Goon is just one in a gang of toughs, however, and a gaggle of poodle-skirted girls often tag along with them. The women’s costumes (designed by Alix Berneis), though they echo each other closely, brighten the stage with splashes of color and the style of this bygone era. The men’s costumes, meanwhile, are too precisely identical, so as to resemble a uniform. Though clothing fads certainly cause young people to look alike, this is only an illusion..

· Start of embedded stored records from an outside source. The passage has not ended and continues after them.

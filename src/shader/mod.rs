//! Shader stages, their reflected parameters and the library that owns them.

pub mod program;
pub mod reflect;

use crate::data_structures::handle::Handle;

pub use program::{BoundResource, ParamValue, Resource, ShaderProgram, StageUpload};
pub use reflect::ShaderError;

/// The four programmable stages of the tessellation pipeline.
#[derive(Clone, Copy, Debug, PartialEq, Eq, Hash, PartialOrd, Ord)]
pub enum ShaderStage {
    Vertex,
    Hull,
    Domain,
    Pixel,
}

impl ShaderStage {
    pub const ALL: [ShaderStage; 4] = [
        ShaderStage::Vertex,
        ShaderStage::Hull,
        ShaderStage::Domain,
        ShaderStage::Pixel,
    ];

    pub fn index(self) -> usize {
        self as usize
    }

    /// The wgpu stages that run this stage's code. Hull and domain code is
    /// evaluated while vertices are generated.
    pub fn visibility(self) -> wgpu::ShaderStages {
        match self {
            ShaderStage::Vertex | ShaderStage::Hull | ShaderStage::Domain => {
                wgpu::ShaderStages::VERTEX
            }
            ShaderStage::Pixel => wgpu::ShaderStages::FRAGMENT,
        }
    }
}

pub type ProgramId = Handle<ShaderProgram>;

/// Owns every loaded shader program.
#[derive(Debug, Default)]
pub struct ShaderLibrary {
    programs: Vec<ShaderProgram>,
}

impl ShaderLibrary {
    pub fn new() -> Self {
        Self::default()
    }

    pub fn add(&mut self, program: ShaderProgram) -> ProgramId {
        self.programs.push(program);
        Handle::new(self.programs.len() - 1)
    }

    pub fn get(&self, id: ProgramId) -> Option<&ShaderProgram> {
        self.programs.get(id.index())
    }

    pub fn get_mut(&mut self, id: ProgramId) -> Option<&mut ShaderProgram> {
        self.programs.get_mut(id.index())
    }
}

#[cfg(test)]
mod tests {
    use super::*;

    #[test]
    fn library_hands_out_stable_ids() {
        let mut library = ShaderLibrary::new();
        let a = library.add(ShaderProgram::from_source(ShaderStage::Hull, "a", "fn a() {}").unwrap());
        let b = library.add(ShaderProgram::from_source(ShaderStage::Pixel, "b", "fn b() {}").unwrap());
        assert_ne!(a, b);
        assert_eq!(library.get(a).map(|p| p.label()), Some("a"));
        assert_eq!(library.get(b).map(|p| p.stage()), Some(ShaderStage::Pixel));
    }
}
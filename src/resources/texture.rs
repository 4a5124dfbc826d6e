use crate::{
    config::AssetPaths,
    data_structures::texture::{ColorSpace, Texture},
    resources::load_binary,
};

pub async fn load_texture(
    paths: &AssetPaths,
    file_name: &str,
    color_space: ColorSpace,
    device: &wgpu::Device,
    queue: &wgpu::Queue,
) -> anyhow::Result<Texture> {
    let data = load_binary(paths, file_name).await?;
    Texture::from_bytes(device, queue, &data, file_name, color_space)
}

/// Loads a 2D texture, substituting a 1x1 texture of `placeholder` when the
/// file is missing or cannot be decoded.
pub async fn load_texture_or(
    paths: &AssetPaths,
    file_name: &str,
    color_space: ColorSpace,
    placeholder: [u8; 4],
    device: &wgpu::Device,
    queue: &wgpu::Queue,
) -> Texture {
    match load_texture(paths, file_name, color_space, device, queue).await {
        Ok(texture) => {
            log::info!("Loaded texture {}", file_name);
            texture
        }
        Err(e) => {
            log::warn!("Texture {} unavailable, using a placeholder: {:#}", file_name, e);
            Texture::create_solid(device, queue, placeholder, color_space, file_name)
        }
    }
}

/// Loads a skybox cubemap stored as a vertical strip of six faces, falling back
/// to flat-coloured faces.
pub async fn load_cubemap_or_placeholder(
    paths: &AssetPaths,
    file_name: &str,
    device: &wgpu::Device,
    queue: &wgpu::Queue,
) -> Texture {
    let loaded = async {
        let data = load_binary(paths, file_name).await?;
        let img = image::load_from_memory(&data)?;
        Texture::cube_from_strip(device, queue, &img, file_name)
    };
    match loaded.await {
        Ok(texture) => {
            log::info!("Loaded cubemap {}", file_name);
            texture
        }
        Err(e) => {
            log::warn!("Cubemap {} unavailable, using a placeholder: {:#}", file_name, e);
            Texture::placeholder_cube(device, queue)
        }
    }
}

Finally, one-note characters, so typical in the realm of melodrama, create great difficulties when adapting this story for the stage. Ray (David Melcher) is a cop who co-opts the lexicon of the adolescents he tries to reach out to, spouting Mike Brady-esque aphorisms often; Jim’s father (David Keren) is a wimp who wears an apron and cooks; and Judy’s father (Joe Koob) is a cold tyrant. Such characters seem too simple to be believably human.

The play does, however, clearly establish how America struggled, by way of its art, to come to terms with Sigmund Freud’s then-shocking theories about sexuality and family. Jim (Nick Kittle) detests his father’s social impotence and cowers to his strong-willed mother (Debra Thomas); Judy’s father, mean- while, recoils harshly from Judy’s repeated attempts at affection; and Plato (James Stevick) wishes out loud, again and again, that Jim were his father. This heavy reliance on Oedipal patterns reflects a society desperately searching, after World War II’s end, for answers to existential questions.

And that’s the useful, intriguing thing about watching “Rebel Without a Cause” with the hindsight we’re now afforded. Knowing that the Beats - Jack Kerouac, Allen Ginsberg, etc. - were about to be sprung on an unsuspecting mainstream (“On the Road” was published in 1957), and that disenchantment among young people had already begun to seep through the cracks, we must now see the title as ironic. For only the emotionally distant adults in the play fail to see a reason to rebel. The adolescents, and the audience, know only too well that there’s a cause.